(From left to right) SAGA President Carlos Button and Emmalee Langois, followed by Drag queens Audrey, Vivica Steele, Shelby La Banks, Dee Zastris La Banks and Leimomi return to the stage together after their performances on November 3. Photo by Ralph Acosta | THE ALL STATE
On Friday, Nov. 3, the Sexuality and Gender Alliance club hosted a fall Drag Show in the Clement Auditorium, with the help of the Student Life and Engagement and Wellness and Prevention organizations.
The event was open to all students and staff with state and APSU ID required for entry with complimentary mocktails provided to attendees at the night’s finale.
The event featured five drag queens, some of whom returned from last year’s show — Queens Leimomi, Vivica Steele and Shelby La Banks — and others being newly introduced to APSU, Queens Dee Zastris La Banks and Audrey.
Each queen gave three diverse and electrifying performances, transforming themselves into a new unique character each time they stepped onto the stage.
Drag is more than the flashy image of big wigs and heavy makeup, and this was seen during the intermission when students of APSU had the opportunity to get on stage and truly embody their inner drag to a song of their choice.
“The beautiful queens out there made me feel comfortable enough to get up there, and when I got up there it was like I was unstoppable,” said APSU student Rhakyle Terrell, who was inspired to perform to Beyoncé’s America Has A Problem.
“Drag is important because it shows that you can be who you are and still have fun with yourself. It’s really a statement of being comfortable in your skin and being unapologetically you,” said Terrell.
After the intermission, each queen gave a final performance with Queen Audrey being last but certainly not least, even bringing students on stage to join her in the cha-cha Slide and the Cupid Shuffle.
After the show, a meet and greet was held so the students and faculty could meet with the five queens to take pictures and show their support.

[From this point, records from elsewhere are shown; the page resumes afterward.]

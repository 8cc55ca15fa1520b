//! Grid Thumbnail Scheduler Library
//!
//! Render job scheduling for the thumbnail grid.
//!
//! Jobs are queued by priority (visible cells before prefetched ones), run on
//! a fixed pool of worker threads, and can be cancelled cooperatively while
//! queued or running. Results travel back to the presentation thread through
//! a [`PresentationQueue`], which runs every cell update on the one thread
//! that drains it.
//!
//! # Example
//!
//! ```
//! use gridthumb_render::PixelTarget;
//! use gridthumb_scheduler::{JobPriority, JobScheduler};
//!
//! let scheduler = JobScheduler::new();
//! let (job_id, token) = scheduler.submit(JobPriority::Visible, 42, PixelTarget::new(288, 384));
//!
//! // The cell scrolled away before a worker picked the job up
//! scheduler.cancel_job(job_id);
//! assert!(token.is_cancelled());
//! assert!(scheduler.next_job().is_none());
//! ```

mod cancel;
mod presentation;
mod priority;
mod scheduler;
mod worker;

pub use cancel::{CancellationRegistry, CancellationToken};
pub use presentation::{PresentationHandle, PresentationQueue, PresentationTask};
pub use priority::{Job, JobId, JobPriority};
pub use scheduler::{JobScheduler, SchedulerStats};
pub use worker::{JobExecutor, WorkerPool, WorkerPoolConfig};
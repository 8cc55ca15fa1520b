//! Thumbnail rendering
//!
//! Crops the source image to the aspect ratio of a pixel target and scales it
//! into a freshly allocated surface of exactly that size, in the source's own
//! pixel format. The resulting [`Thumbnail`] is immutable and cheap to clone,
//! so the same bitmap can sit in the cache and be bound to a cell at once.

use crate::geometry::PixelTarget;
use crate::source::{swaps_axes, SourceImage};
use image::imageops::{self, FilterType};
use image::metadata::Orientation;
use image::{ColorType, DynamicImage, ImageBuffer, Pixel};
use std::sync::Arc;
use thiserror::Error;

/// Default cap on the surface size: 8192 x 8192 pixels.
pub const DEFAULT_MAX_SURFACE_PIXELS: u64 = 8192 * 8192;

/// A render job that could not produce a bitmap
#[derive(Debug, Clone, PartialEq, Eq, Error)]
pub enum RenderError {
    #[error("cannot allocate a {width}x{height} surface")]
    InvalidTarget { width: u32, height: u32 },

    #[error("a {width}x{height} surface exceeds the limit of {limit} pixels")]
    SurfaceTooLarge { width: u32, height: u32, limit: u64 },

    #[error("unsupported pixel format {0:?}")]
    UnsupportedPixelFormat(ColorType),

    #[error("render failed: {0}")]
    Draw(String),
}

/// Result type for rendering
pub type RenderResult<T> = Result<T, RenderError>;

/// A rendered, immutable thumbnail bitmap
#[derive(Debug, Clone)]
pub struct Thumbnail {
    pixels: Arc<DynamicImage>,
    scale: f64,
    orientation: Orientation,
}

impl Thumbnail {
    /// Wrap rendered pixels with their display metadata
    pub fn new(pixels: DynamicImage, scale: f64, orientation: Orientation) -> Self {
        Self {
            pixels: Arc::new(pixels),
            scale,
            orientation,
        }
    }

    /// Stored pixels (not yet rotated for display)
    pub fn pixels(&self) -> &DynamicImage {
        &self.pixels
    }

    /// Device scale the thumbnail was rendered for
    pub fn scale(&self) -> f64 {
        self.scale
    }

    /// Orientation inherited from the source image
    pub fn orientation(&self) -> Orientation {
        self.orientation
    }

    /// Stored (width, height) in pixels
    pub fn dimensions(&self) -> (u32, u32) {
        (self.pixels.width(), self.pixels.height())
    }

    /// (width, height) in pixels as displayed
    pub fn display_size(&self) -> PixelTarget {
        let (width, height) = self.dimensions();
        if swaps_axes(self.orientation) {
            PixelTarget::new(height, width)
        } else {
            PixelTarget::new(width, height)
        }
    }

    /// Returns true if this thumbnail was rendered for `target`
    pub fn matches_target(&self, target: PixelTarget) -> bool {
        self.display_size() == target
    }

    /// Size of the pixel buffer in bytes
    pub fn byte_size(&self) -> usize {
        self.pixels.as_bytes().len()
    }

    /// Returns true if both handles share the same pixel buffer
    pub fn ptr_eq(&self, other: &Thumbnail) -> bool {
        Arc::ptr_eq(&self.pixels, &other.pixels)
    }

    /// Pixels rotated/flipped for display, as 8-bit RGBA
    pub fn to_display_rgba8(&self) -> image::RgbaImage {
        let mut pixels = (*self.pixels).clone();
        pixels.apply_orientation(self.orientation);
        pixels.into_rgba8()
    }
}

/// Something that turns the source image into thumbnails.
///
/// Implementations are called concurrently from every render worker and must
/// not mutate the source.
pub trait ThumbnailRender: Send + Sync {
    /// Render one thumbnail whose displayed size is exactly `target`.
    fn render(
        &self,
        source: &SourceImage,
        target: PixelTarget,
        device_scale: f64,
    ) -> RenderResult<Thumbnail>;
}

/// Crop-and-scale renderer backed by `image::imageops`
#[derive(Debug, Clone)]
pub struct ImageThumbnailRenderer {
    filter: FilterType,
    max_surface_pixels: u64,
}

impl ImageThumbnailRenderer {
    /// Create a renderer with a bilinear filter and the default surface cap
    pub fn new() -> Self {
        Self {
            filter: FilterType::Triangle,
            max_surface_pixels: DEFAULT_MAX_SURFACE_PIXELS,
        }
    }

    /// Set the resampling filter
    pub fn with_filter(mut self, filter: FilterType) -> Self {
        self.filter = filter;
        self
    }

    /// Set the largest surface, in pixels, a job may allocate
    pub fn with_max_surface_pixels(mut self, max_surface_pixels: u64) -> Self {
        self.max_surface_pixels = max_surface_pixels;
        self
    }

    /// Largest surface, in pixels, a job may allocate
    pub fn max_surface_pixels(&self) -> u64 {
        self.max_surface_pixels
    }

    /// Check that a surface of `surface` pixels in `color` can be allocated
    fn check_surface(&self, surface: PixelTarget, color: ColorType) -> RenderResult<()> {
        if surface.width == 0 || surface.height == 0 {
            return Err(RenderError::InvalidTarget {
                width: surface.width,
                height: surface.height,
            });
        }
        if surface.pixel_count() > self.max_surface_pixels {
            return Err(RenderError::SurfaceTooLarge {
                width: surface.width,
                height: surface.height,
                limit: self.max_surface_pixels,
            });
        }
        if !is_supported(color) {
            return Err(RenderError::UnsupportedPixelFormat(color));
        }
        Ok(())
    }
}

impl Default for ImageThumbnailRenderer {
    fn default() -> Self {
        Self::new()
    }
}

impl ThumbnailRender for ImageThumbnailRenderer {
    fn render(
        &self,
        source: &SourceImage,
        target: PixelTarget,
        device_scale: f64,
    ) -> RenderResult<Thumbnail> {
        // Draw in storage orientation; the tag rotates it back for display
        let surface = if swaps_axes(source.orientation()) {
            target.transposed()
        } else {
            target
        };
        self.check_surface(surface, source.color())?;

        let crop = aspect_fill_crop(source.dimensions(), surface);
        let filter = self.filter;
        let drawn = match source.pixels() {
            DynamicImage::ImageLuma8(buffer) => {
                DynamicImage::ImageLuma8(crop_and_scale(buffer, crop, surface, filter))
            }
            DynamicImage::ImageLumaA8(buffer) => {
                DynamicImage::ImageLumaA8(crop_and_scale(buffer, crop, surface, filter))
            }
            DynamicImage::ImageRgb8(buffer) => {
                DynamicImage::ImageRgb8(crop_and_scale(buffer, crop, surface, filter))
            }
            DynamicImage::ImageRgba8(buffer) => {
                DynamicImage::ImageRgba8(crop_and_scale(buffer, crop, surface, filter))
            }
            DynamicImage::ImageLuma16(buffer) => {
                DynamicImage::ImageLuma16(crop_and_scale(buffer, crop, surface, filter))
            }
            DynamicImage::ImageLumaA16(buffer) => {
                DynamicImage::ImageLumaA16(crop_and_scale(buffer, crop, surface, filter))
            }
            DynamicImage::ImageRgb16(buffer) => {
                DynamicImage::ImageRgb16(crop_and_scale(buffer, crop, surface, filter))
            }
            DynamicImage::ImageRgba16(buffer) => {
                DynamicImage::ImageRgba16(crop_and_scale(buffer, crop, surface, filter))
            }
            DynamicImage::ImageRgb32F(buffer) => {
                DynamicImage::ImageRgb32F(crop_and_scale(buffer, crop, surface, filter))
            }
            DynamicImage::ImageRgba32F(buffer) => {
                DynamicImage::ImageRgba32F(crop_and_scale(buffer, crop, surface, filter))
            }
            other => return Err(RenderError::UnsupportedPixelFormat(other.color())),
        };

        if drawn.width() != surface.width || drawn.height() != surface.height {
            return Err(RenderError::Draw(format!(
                "drew {}x{} into a {}x{} surface",
                drawn.width(),
                drawn.height(),
                surface.width,
                surface.height
            )));
        }

        Ok(Thumbnail::new(drawn, device_scale, source.orientation()))
    }
}
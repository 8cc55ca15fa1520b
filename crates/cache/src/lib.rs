//! Grid Thumbnail Cache Library
//!
//! Memory-bounded, approximate thumbnail cache keyed by grid index.

pub mod memory_budget;
pub mod ram;

pub use memory_budget::{MemoryBudget, MemoryPressure};
pub use ram::{CacheStats, GridIndex, ThumbnailCache};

Drag, especially in the current media, can be a controversial topic as it has grown to really challenge the social and gender norms of our ever-changing society.
When asked about the importance of drag, Audrey said, “I believe there is this stigma behind drag in the media right now and I feel like we need more representation of normal drag. There are different types of drag and different types of people. It’s a beautiful art form that can last forever if you do it correctly.”
Campus drag shows have come to signify the promotion of acceptance and diversity in our society, becoming an important aspect of campus among the LGBTQ+ community.
“It’s so important for us because drag is safe, drag is art, drag is music, drag is love, drag can be anything you want it to be,” said Carlos Button, APSU sophomore and President of SAGA. “Drag is not this demonic thing that the hateful people are trying to say it is and it’s important to show drag for what it really is: art.”